The village was first mentioned in 1569 as "Semandra". Other older versions of the name are "Smandria" and "Tzimandra". The village is built in a protected location behind the Filonikos hill. In 1856, it had 122 men who paid 1,909 piastres to escape conscription. It recorded 73 families in 1863 which rose slowly to 80 in 1874. The village had 96 houses in 1874. It was part of the municipality of Kontias. The village had a representative in the island council. Apart from rural occupations, there were also sailors.

On 8 October 1812, it was the first village in Lemnos that was liberated by the Greek Army that landed on the nearby coast of Vourlidia. In 1915 it hosted many soldiers from the United Kingdom and its colonies that participated in the failed Gallipoli Campaign, and from 1918 until 1921 Russian refugees, both soldiers of Wrangel's army and citizens.

In 1918, Tsimandria became a community.

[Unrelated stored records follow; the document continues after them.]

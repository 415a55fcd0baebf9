use super::*;

fn earth_params() -> PlanetParams {
    PlanetParams {
        radius: Some(1.0),
        mass: Some(1.0),
        density: Some(5.51),
        eq_temp: Some(255.0),
        ..PlanetParams::default()
    }
}

#[test]
fn test_esi_weights_mode_defaults_to_100() {
    let weights = WeightConfig::default();
    assert_eq!(esi_from_weights(&weights), 100.0);
}

#[test]
fn test_esi_weights_mode_uses_present_components() {
    let mut weights = WeightConfig::default();
    weights.habitability.remove(W_DENSITY);
    weights.habitability.insert(W_SIZE.to_string(), 0.5);
    weights.habitability.insert(W_HABITABLE_ZONE.to_string(), f64::NAN);
    assert_eq!(esi_from_weights(&weights), 50.0);

    weights.habitability.clear();
    assert_eq!(esi_from_weights(&weights), 0.0);
}

#[test]
fn test_esi_similarity_mode_earth_is_100() {
    let weights = WeightConfig::default().with_esi_mode(EsiMode::Similarity);
    let esi = calculate_esi(&earth_params(), &weights);
    assert!((esi - 100.0).abs() < 1e-9);

    let mut far = earth_params();
    far.radius = Some(11.0);
    far.eq_temp = Some(120.0);
    let esi_far = calculate_esi(&far, &weights);
    assert!(esi_far < esi);
    assert!(esi_far > 0.0);

    assert_eq!(esi_from_similarity(&PlanetParams::default(), &weights), 0.0);
}

#[test]
fn test_sph_reference_points() {
    assert!((calculate_sph(Some(288.0)) - 87.82).abs() < 1e-9);
    assert_eq!(calculate_sph(Some(298.15)), 100.0);
    assert_eq!(calculate_sph(Some(260.0)), 40.0);
    assert_eq!(calculate_sph(Some(400.0)), 10.0);
    assert_eq!(calculate_sph(None), 0.0);
}

#[test]
fn test_phi_defaults_and_clamp() {
    let weights = WeightConfig::default();
    assert_eq!(calculate_phi(&weights.phi), 100.0);

    let mut phi = BTreeMap::new();
    phi.insert("Solid Surface".to_string(), 1.0);
    phi.insert("Stable Orbit".to_string(), -1.0);
    assert_eq!(calculate_phi(&phi), 100.0);

    assert_eq!(calculate_phi(&BTreeMap::new()), 0.0);
}

#[test]
fn test_suggest_phi_weights() {
    let tags = ClassTags::from_label("Terran | Mesoplanet (Temperate 1)");
    let w = suggest_phi_weights(&tags, Some("G2 V"), Some(4.6), Some(0.0167));
    assert_eq!(w.get(PHI_SOLID_SURFACE), Some(&(0.25 * 0.8)));
    assert_eq!(w.get(PHI_STABLE_ENERGY), Some(&(0.25 * 0.7)));
    assert_eq!(w.get(PHI_LIFE_COMPOUNDS), Some(&0.0));
    assert_eq!(w.get(PHI_STABLE_ORBIT), Some(&(0.25 * 0.9)));

    let tags = ClassTags::from_label("Jovian | Hyperthermoplanet (Hot)");
    let w = suggest_phi_weights(&tags, Some("M4"), Some(4.6), Some(0.5));
    assert!(w.values().all(|&v| v == 0.0));
    assert_eq!(calculate_phi(&w), 0.0);
}

#[test]
fn test_unknown_weight_keys_leave_indices_unchanged() {
    let baseline = WeightConfig::default();
    let config = WeightConfig::from_json(
        r#"{"habitability": {"Vibes": 0.0}, "phi": {"Legacy Factor": 0.0}}"#,
    )
    .unwrap();
    assert!(config.phi.contains_key("Legacy Factor"));
    assert_eq!(calculate_phi(&config.phi), calculate_phi(&baseline.phi));
    assert_eq!(calculate_phi(&config.phi), 100.0);
    assert_eq!(esi_from_weights(&config), esi_from_weights(&baseline));

    let similarity = config.with_esi_mode(EsiMode::Similarity);
    let baseline = baseline.with_esi_mode(EsiMode::Similarity);
    let mut params = earth_params();
    params.radius = Some(1.5);
    assert_eq!(
        calculate_esi(&params, &similarity),
        calculate_esi(&params, &baseline)
    );
}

Between the two World Wars, the village experienced growth. It had 720 inhabitants and 120 houses. The school was extended, and a covered fountain was built in 1935 by the square. The cultivation of cotton was started, and a cultural society that promotes traditional music, songs and dances of Lemnos. The last living link with the past is the lyre player Thanasis Kotsinadellis. As the rest of Lemnos, Tsimandria lost a large part of the population due to emigration. From 700 inhabitants in 1951, it declined to 259 in 2011.

==Diapori==
The small port Diapori is situated at the west side of the sandy isthmus that connects the Fakos peninsula with the rest of Lemnos. It is 2 km south of Tsimandria. There are a few small shipyards and taverns.